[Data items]
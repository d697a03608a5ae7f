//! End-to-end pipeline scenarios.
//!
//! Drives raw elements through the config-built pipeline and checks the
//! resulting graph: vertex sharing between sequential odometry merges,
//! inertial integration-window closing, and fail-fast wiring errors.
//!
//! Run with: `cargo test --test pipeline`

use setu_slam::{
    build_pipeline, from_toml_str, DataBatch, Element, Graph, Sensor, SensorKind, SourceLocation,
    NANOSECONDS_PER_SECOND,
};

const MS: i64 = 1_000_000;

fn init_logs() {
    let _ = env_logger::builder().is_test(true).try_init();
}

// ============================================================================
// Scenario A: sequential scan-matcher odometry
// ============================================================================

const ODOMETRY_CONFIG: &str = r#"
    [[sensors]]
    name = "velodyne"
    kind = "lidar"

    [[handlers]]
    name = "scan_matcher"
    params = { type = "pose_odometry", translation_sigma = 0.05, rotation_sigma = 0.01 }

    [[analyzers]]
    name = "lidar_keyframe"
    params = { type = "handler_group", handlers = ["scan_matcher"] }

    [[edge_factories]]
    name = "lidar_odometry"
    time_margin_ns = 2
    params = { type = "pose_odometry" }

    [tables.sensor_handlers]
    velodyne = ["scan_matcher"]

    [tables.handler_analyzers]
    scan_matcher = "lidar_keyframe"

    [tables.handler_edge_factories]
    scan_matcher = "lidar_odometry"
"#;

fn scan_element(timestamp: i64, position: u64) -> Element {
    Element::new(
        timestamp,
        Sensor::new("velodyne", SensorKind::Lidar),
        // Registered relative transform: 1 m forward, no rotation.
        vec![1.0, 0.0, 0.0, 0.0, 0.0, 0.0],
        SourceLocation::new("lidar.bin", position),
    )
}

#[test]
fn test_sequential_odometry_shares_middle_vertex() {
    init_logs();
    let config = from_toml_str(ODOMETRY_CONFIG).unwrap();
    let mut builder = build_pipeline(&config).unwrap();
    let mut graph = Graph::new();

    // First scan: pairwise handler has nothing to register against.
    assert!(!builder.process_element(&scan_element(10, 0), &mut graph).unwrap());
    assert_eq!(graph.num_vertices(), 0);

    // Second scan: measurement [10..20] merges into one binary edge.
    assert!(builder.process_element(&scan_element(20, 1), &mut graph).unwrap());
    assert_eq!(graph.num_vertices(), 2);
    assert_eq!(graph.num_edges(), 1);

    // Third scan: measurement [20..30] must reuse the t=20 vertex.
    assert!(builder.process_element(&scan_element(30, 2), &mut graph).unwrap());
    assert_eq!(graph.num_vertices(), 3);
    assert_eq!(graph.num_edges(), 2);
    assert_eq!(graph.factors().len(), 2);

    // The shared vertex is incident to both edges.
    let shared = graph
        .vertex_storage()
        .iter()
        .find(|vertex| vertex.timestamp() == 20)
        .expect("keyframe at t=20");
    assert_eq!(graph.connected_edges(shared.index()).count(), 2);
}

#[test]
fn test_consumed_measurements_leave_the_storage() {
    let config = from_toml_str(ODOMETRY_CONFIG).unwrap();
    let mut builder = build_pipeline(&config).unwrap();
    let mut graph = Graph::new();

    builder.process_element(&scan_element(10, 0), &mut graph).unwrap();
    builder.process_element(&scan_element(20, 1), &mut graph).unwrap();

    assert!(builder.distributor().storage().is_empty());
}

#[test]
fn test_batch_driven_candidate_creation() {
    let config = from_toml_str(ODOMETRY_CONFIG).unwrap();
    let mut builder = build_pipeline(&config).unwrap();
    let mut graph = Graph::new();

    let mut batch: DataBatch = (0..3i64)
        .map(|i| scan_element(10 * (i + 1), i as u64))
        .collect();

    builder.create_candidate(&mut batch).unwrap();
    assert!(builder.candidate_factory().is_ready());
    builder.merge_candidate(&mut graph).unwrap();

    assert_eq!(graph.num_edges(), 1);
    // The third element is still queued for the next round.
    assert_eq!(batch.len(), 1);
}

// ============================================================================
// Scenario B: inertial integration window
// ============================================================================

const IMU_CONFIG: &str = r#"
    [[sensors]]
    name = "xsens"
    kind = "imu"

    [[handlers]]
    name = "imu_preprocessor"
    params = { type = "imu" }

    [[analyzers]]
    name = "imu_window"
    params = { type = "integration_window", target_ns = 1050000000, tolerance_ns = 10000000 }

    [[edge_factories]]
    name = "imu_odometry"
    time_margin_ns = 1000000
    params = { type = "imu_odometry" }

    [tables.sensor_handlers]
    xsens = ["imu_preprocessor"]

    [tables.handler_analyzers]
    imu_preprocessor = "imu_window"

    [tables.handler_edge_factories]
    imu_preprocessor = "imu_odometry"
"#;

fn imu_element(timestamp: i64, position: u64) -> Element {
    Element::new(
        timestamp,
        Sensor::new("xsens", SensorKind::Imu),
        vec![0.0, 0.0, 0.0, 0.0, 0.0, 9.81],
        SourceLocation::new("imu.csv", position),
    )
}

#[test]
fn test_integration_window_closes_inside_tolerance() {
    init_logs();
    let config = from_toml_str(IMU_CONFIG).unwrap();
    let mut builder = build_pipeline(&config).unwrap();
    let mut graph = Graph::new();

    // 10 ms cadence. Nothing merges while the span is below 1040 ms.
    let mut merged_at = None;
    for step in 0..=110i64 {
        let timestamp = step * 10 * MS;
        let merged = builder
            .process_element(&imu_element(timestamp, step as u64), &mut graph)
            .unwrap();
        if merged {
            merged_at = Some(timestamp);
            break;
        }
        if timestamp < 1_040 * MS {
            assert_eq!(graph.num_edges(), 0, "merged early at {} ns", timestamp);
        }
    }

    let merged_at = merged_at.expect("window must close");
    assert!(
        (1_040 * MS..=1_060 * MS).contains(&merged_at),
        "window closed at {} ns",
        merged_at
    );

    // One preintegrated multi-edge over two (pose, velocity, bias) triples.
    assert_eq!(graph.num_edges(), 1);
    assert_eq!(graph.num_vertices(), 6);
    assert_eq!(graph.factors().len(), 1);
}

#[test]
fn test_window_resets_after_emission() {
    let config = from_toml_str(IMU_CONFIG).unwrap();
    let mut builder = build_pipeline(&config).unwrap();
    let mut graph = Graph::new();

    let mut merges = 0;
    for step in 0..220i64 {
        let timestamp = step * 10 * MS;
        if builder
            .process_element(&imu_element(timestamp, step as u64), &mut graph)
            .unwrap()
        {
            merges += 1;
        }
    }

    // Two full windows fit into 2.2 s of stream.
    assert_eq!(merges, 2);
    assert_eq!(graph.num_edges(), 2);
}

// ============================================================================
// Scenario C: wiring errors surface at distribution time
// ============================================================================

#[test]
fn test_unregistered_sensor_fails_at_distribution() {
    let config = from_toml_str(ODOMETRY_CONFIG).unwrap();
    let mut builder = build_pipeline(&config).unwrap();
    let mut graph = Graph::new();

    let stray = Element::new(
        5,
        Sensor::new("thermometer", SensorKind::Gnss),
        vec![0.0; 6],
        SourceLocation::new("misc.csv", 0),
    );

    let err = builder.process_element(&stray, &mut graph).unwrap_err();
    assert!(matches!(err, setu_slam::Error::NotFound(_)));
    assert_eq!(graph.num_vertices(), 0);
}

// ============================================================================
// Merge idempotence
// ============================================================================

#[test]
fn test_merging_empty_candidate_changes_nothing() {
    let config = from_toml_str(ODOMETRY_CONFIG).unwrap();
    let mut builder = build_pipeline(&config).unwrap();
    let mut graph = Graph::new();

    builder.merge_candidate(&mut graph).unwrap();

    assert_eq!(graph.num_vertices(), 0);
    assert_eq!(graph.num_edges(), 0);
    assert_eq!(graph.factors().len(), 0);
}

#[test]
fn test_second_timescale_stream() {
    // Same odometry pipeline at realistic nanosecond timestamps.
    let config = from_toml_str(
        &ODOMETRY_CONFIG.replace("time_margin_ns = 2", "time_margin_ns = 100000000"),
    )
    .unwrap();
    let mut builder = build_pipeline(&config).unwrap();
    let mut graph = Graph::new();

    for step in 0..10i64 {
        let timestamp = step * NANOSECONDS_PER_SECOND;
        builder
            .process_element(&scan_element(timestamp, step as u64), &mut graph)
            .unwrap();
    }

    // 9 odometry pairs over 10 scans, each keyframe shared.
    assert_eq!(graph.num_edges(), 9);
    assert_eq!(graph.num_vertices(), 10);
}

◆ Brief: Retype, exactly and in full, the lines above from the one containing "assert_eq!(merges, 2);" through the one containing "at distribution time".

◆ Finished task:
    assert_eq!(merges, 2);
    assert_eq!(graph.num_edges(), 2);
}

// ============================================================================
// Scenario C: wiring errors surface at distribution time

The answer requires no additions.